WITCH HUNT

Were your family ‘slave owners’?

On Wednesday the BBC gave publicity to a divisive and dangerous project that seems to have a very specific agenda….hunting down the descendants of long dead slave owners with the intent of publicly shaming and villifying them and shaking them down for cash.

“The most surprising thing is how embedded the whole slavery business is in British society.”

‘Today’ also ran an interview…..This project is not just a chat about History….this has a hidden agenda….just follow the money.

“What we have done is to establish the life-trajectories of some 3,000 absentee slave-owners in Britain, and analysis of this has allowed us to trace the legacies of slave-ownership in Victorian Britain.”

For the descendants of slave owners that means: ‘We know where you live and we’re coming for you!’

and especially him:

‘Other famous names who were distantly related to people involved in the slave trade include the Prime Minister, David Cameron.’

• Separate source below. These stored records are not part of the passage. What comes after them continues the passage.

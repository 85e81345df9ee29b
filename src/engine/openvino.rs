//! OpenVINO runtime plumbing
//!
//! Send/Sync wrappers over the OpenVINO bindings and the engine factory
//! that compiles one detector+recognizer pair per pool slot.

use std::ops::Deref;
use std::sync::Arc;
use std::time::Instant;

use openvino::{CompiledModel, Core};
use parking_lot::RwLock;
use tracing::info;

use crate::config::Config;

use super::detector::ScrfdDetector;
use super::embedder::ArcFaceRecognizer;
use super::pool::{EngineFactory, EngineSet};

/// Wrapper for OpenVINO Core that implements Send + Sync.
pub struct SafeCore(Core);

unsafe impl Send for SafeCore {}
unsafe impl Sync for SafeCore {}

impl Deref for SafeCore {
    type Target = Core;
    fn deref(&self) -> &Self::Target {
        &self.0
    }
}

impl std::ops::DerefMut for SafeCore {
    fn deref_mut(&mut self) -> &mut Self::Target {
        &mut self.0
    }
}

/// Wrapper for OpenVINO CompiledModel that implements Send + Sync.
#[derive(Clone)]
pub struct SafeCompiledModel(pub Arc<CompiledModel>);

unsafe impl Send for SafeCompiledModel {}
unsafe impl Sync for SafeCompiledModel {}

impl SafeCompiledModel {
    /// Create an inference request.
    /// OpenVINO CompiledModel methods are thread-safe in C++, but the Rust
    /// bindings require &mut self. We bypass this restriction safely.
    pub fn create_infer_request(&self) -> anyhow::Result<openvino::InferRequest> {
        unsafe {
            let ptr = Arc::as_ptr(&self.0) as *mut CompiledModel;
            (*ptr).create_infer_request().map_err(|e| e.into())
        }
    }
}

impl Deref for SafeCompiledModel {
    type Target = CompiledModel;
    fn deref(&self) -> &Self::Target {
        &self.0
    }
}

/// Compiles SCRFD + ArcFace model pairs on the configured device.
pub struct OpenVinoEngineFactory {
    core: Arc<RwLock<SafeCore>>,
    device: String,
    detector_path: String,
    recognizer_path: String,
    detection_threshold: f32,
    embedding_dim: usize,
}

impl OpenVinoEngineFactory {
    pub fn new(config: &Config) -> anyhow::Result<Self> {
        let core = Core::new()?;
        Ok(Self {
            core: Arc::new(RwLock::new(SafeCore(core))),
            device: config.inference.device.clone(),
            detector_path: config.models.detector.to_string_lossy().into_owned(),
            recognizer_path: config.models.recognizer.to_string_lossy().into_owned(),
            detection_threshold: config.recognition.detection_threshold,
            embedding_dim: config.recognition.embedding_dim,
        })
    }

    fn compile(&self, path: &str) -> anyhow::Result<SafeCompiledModel> {
        info!("compiling model {} on {}", path, self.device);
        let start = Instant::now();

        // Core methods take &mut self in the Rust bindings.
        let mut core = self.core.write();
        let model = core.read_model_from_file(path, "")?;
        let compiled = core.compile_model(&model, self.device.as_str().into())?;

        info!("model {} compiled in {:?}", path, start.elapsed());
        Ok(SafeCompiledModel(Arc::new(compiled)))
    }
}

impl EngineFactory for OpenVinoEngineFactory {
    fn create(&self) -> anyhow::Result<EngineSet> {
        let detector = self.compile(&self.detector_path)?;
        let recognizer = self.compile(&self.recognizer_path)?;
        Ok(EngineSet {
            detector: Box::new(ScrfdDetector::new(detector, self.detection_threshold)),
            recognizer: Box::new(ArcFaceRecognizer::new(recognizer, self.embedding_dim)),
        })
    }

    // OpenVINO compiled models release their device memory on drop, so the
    // default no-op reclaim is sufficient for this backend.
}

The BBC couldn’t resist mentioning his name.

 

Whilst there might have been a case for the actual slaves to have been recompensed in some manner that cannot possibly be applied to a world that has moved on 200  years.

Slavery was legal and accepted, if morally questionable, in previous eras…just as many other acts were…..it seems purely a highly politicised and singular attempt to raise this subject that would, if successful, have every man and his dog combing history for an ‘injustice’ and a lawyer to claim on it.

Will the Egyptians be paying off the Israelites for enslaving them?  Will the Spanish be handing back the value of the gold they plundered from the Americas?  Will the Greeks cough up for the destruction of Persepolis by Alexander? Can the Scots claim for the Highland clearances?

 

This is a money making piece of ‘moral’ blackmail in essence that the BBC is giving airtime to.

 

Ironically on the same day the BBC publishes this article on Witch hunts:

“Witchcraft is very closely related to  envy,” says Professor Lyndal Roper, of the University of Oxford

It seems the same conditions apply when hunting down descendants of slave owners….the politics of envy….if these people are ‘rich’ it must have been through the use of slaves by their forebears….therefore they ‘owe’  what might be called ‘blood money’.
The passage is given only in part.